Start of Block

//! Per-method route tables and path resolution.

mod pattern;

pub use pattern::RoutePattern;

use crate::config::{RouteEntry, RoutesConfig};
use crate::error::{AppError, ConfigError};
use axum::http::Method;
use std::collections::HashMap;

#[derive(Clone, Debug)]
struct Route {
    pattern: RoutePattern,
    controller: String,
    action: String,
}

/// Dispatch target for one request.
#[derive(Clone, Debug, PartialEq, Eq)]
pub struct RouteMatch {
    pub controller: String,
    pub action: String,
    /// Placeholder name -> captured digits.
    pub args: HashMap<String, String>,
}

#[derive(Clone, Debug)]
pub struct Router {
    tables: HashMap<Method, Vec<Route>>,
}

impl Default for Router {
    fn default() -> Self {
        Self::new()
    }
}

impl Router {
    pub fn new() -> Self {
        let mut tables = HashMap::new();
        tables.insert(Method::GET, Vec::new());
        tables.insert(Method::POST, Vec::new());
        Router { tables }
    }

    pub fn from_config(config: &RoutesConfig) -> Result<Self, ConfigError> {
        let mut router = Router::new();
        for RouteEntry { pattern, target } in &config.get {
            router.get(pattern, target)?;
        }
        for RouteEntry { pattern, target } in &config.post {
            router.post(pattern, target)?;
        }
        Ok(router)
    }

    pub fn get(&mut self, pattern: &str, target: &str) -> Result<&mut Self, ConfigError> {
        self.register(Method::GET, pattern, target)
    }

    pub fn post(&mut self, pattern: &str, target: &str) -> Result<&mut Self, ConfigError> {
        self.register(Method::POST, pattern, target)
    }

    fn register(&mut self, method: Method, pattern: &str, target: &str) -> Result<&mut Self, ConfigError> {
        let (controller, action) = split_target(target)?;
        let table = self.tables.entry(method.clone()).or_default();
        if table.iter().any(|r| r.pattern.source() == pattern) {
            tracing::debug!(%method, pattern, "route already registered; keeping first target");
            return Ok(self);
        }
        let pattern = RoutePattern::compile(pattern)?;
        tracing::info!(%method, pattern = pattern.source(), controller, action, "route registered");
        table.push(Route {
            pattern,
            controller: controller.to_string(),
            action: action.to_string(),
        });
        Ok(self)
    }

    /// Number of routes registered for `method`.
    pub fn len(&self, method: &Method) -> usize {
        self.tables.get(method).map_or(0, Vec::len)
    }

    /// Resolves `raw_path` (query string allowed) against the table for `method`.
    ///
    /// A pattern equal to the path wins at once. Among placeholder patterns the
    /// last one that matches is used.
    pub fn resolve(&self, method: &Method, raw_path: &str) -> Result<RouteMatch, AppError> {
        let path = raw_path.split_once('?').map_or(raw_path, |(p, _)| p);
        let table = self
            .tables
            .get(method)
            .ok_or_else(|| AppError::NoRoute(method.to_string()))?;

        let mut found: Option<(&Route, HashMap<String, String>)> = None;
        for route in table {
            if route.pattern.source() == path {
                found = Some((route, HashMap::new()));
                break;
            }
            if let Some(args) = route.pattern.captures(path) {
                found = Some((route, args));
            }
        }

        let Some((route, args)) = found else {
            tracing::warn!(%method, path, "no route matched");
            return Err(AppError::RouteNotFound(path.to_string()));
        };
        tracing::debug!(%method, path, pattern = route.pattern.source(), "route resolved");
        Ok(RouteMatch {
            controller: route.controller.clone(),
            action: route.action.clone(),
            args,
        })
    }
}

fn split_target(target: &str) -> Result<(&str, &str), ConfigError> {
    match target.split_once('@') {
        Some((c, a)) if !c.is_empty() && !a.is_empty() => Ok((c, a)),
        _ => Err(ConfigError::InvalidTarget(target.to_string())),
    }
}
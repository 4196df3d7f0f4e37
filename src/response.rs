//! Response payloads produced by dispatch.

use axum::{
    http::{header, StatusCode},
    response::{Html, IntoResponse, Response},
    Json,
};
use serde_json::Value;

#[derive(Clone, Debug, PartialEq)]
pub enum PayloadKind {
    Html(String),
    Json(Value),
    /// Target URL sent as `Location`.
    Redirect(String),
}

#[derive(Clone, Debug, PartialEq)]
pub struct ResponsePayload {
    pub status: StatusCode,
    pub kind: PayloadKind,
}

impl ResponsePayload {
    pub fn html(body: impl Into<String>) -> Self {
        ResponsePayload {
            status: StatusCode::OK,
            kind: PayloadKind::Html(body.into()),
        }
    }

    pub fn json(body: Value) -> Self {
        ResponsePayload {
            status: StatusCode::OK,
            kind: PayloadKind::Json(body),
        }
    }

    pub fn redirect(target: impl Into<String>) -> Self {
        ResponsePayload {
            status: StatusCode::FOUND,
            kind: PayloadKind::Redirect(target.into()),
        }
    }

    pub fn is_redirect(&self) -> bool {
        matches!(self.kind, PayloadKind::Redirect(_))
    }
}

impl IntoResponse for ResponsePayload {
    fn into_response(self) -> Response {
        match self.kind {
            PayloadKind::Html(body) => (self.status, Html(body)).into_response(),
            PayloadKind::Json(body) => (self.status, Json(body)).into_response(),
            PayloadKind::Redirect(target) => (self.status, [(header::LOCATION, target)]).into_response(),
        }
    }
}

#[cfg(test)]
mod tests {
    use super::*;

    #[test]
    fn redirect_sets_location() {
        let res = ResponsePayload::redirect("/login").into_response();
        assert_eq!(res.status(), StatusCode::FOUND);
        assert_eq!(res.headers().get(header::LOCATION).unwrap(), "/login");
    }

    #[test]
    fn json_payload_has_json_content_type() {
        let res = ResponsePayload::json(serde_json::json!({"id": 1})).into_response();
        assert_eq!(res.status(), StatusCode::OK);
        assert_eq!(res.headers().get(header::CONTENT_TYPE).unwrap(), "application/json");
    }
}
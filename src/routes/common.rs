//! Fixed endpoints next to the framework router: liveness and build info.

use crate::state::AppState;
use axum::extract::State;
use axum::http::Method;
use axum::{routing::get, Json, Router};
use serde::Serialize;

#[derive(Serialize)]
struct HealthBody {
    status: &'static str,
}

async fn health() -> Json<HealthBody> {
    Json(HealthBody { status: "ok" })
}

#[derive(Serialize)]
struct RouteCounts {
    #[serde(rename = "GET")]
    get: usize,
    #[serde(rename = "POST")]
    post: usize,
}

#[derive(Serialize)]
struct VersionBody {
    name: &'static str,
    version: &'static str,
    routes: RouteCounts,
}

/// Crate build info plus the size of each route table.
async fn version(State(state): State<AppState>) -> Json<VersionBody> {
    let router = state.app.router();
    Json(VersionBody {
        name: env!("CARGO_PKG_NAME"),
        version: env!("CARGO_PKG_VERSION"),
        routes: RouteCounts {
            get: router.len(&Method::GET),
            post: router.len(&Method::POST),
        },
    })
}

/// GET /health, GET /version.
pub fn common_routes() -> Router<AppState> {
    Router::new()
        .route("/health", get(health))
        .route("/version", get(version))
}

End of Block
Start of Block

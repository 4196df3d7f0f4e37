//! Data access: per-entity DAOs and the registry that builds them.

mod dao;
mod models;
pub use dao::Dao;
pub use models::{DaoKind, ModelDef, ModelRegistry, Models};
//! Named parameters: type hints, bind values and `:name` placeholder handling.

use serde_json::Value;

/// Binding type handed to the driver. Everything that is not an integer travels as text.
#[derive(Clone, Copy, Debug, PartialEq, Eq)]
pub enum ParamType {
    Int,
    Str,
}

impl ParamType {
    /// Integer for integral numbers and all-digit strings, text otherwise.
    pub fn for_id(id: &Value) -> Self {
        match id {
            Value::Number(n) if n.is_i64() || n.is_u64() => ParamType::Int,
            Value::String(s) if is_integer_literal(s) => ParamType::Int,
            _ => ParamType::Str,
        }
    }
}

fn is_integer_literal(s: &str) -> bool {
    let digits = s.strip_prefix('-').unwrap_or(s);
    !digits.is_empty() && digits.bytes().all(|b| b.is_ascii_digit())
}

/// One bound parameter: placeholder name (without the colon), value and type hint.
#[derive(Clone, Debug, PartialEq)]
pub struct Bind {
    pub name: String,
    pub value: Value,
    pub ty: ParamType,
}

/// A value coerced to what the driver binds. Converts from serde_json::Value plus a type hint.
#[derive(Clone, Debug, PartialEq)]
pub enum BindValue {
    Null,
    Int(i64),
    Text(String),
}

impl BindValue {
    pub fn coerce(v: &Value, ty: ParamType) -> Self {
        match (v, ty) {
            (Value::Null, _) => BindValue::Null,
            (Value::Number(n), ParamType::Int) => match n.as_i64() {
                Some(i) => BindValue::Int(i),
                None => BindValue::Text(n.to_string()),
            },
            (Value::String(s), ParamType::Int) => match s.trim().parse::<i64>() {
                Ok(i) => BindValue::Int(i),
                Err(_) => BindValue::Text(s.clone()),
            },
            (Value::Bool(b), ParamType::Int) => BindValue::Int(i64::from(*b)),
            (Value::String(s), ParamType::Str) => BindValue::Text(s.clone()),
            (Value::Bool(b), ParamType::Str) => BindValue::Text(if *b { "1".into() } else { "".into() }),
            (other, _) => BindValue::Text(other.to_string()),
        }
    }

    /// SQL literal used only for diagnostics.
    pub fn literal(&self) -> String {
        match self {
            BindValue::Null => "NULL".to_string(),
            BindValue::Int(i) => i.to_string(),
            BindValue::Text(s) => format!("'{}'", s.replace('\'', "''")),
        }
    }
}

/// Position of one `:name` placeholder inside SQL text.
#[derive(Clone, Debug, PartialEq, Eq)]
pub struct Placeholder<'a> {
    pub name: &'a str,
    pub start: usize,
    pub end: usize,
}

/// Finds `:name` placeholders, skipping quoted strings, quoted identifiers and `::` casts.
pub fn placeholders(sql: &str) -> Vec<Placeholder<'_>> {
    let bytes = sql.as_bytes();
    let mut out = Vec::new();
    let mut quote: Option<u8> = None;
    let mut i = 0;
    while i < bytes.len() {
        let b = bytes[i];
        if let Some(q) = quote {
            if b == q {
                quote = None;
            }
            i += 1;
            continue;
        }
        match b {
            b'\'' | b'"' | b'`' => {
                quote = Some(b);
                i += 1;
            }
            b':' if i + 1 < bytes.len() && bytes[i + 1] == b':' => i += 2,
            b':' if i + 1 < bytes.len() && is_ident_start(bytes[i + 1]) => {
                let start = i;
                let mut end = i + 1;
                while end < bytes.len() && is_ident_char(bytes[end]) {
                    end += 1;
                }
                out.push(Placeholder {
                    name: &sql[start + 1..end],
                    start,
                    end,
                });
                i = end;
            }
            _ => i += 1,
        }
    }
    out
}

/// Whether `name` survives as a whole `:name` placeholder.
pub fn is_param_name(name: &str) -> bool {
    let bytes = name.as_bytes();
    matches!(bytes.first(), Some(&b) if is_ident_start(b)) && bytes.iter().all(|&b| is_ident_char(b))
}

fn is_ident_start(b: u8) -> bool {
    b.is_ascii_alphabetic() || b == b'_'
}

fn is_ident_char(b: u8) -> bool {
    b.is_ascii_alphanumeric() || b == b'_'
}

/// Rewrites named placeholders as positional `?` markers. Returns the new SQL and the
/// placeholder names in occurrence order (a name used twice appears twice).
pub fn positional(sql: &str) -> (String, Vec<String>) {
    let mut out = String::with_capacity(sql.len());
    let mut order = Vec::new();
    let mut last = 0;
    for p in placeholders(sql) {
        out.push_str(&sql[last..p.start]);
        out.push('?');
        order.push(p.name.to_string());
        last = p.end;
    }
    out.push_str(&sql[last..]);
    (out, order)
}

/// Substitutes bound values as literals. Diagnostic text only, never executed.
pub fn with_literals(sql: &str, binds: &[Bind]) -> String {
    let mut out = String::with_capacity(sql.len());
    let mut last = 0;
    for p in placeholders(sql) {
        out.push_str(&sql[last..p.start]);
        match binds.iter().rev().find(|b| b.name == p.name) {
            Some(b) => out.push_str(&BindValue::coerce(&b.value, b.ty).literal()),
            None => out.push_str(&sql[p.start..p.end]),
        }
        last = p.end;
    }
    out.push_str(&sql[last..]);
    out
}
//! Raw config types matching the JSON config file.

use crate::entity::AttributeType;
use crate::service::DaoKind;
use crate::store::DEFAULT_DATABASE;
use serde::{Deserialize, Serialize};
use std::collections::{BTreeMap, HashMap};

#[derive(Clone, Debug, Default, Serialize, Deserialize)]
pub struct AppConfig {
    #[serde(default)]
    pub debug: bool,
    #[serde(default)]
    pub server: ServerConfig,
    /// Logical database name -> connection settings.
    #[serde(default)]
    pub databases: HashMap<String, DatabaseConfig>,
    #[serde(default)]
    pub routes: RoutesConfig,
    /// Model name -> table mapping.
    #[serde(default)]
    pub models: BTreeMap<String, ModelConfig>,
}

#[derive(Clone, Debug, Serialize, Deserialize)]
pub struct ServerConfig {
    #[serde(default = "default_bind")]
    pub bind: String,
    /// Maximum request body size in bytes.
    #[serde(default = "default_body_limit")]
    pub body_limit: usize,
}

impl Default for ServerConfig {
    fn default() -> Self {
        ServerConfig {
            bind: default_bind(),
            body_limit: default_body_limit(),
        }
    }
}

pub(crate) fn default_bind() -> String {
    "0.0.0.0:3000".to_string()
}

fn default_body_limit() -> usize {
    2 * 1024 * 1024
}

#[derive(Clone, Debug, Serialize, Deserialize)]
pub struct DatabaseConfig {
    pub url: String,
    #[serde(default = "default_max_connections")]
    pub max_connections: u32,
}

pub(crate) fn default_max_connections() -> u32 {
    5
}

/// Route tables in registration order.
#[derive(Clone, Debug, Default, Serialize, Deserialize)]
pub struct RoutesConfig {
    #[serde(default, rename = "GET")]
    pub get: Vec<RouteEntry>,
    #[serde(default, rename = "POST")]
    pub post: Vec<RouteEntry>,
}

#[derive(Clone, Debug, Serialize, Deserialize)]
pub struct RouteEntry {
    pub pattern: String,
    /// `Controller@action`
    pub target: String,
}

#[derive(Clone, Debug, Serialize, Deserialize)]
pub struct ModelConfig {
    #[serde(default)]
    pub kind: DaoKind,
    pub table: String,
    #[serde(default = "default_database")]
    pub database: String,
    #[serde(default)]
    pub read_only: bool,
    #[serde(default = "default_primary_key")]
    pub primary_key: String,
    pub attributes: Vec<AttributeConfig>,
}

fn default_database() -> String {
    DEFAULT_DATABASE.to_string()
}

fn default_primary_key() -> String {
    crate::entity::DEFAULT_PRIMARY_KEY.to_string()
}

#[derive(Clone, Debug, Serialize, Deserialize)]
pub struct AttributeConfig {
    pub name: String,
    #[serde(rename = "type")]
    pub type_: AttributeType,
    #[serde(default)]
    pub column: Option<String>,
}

End of Block

--- Aim of the exercise ---
Across all lines of the data above, count those that contain the word "RoutesConfig", giving the number without further comment.

--- Exercise solution ---
4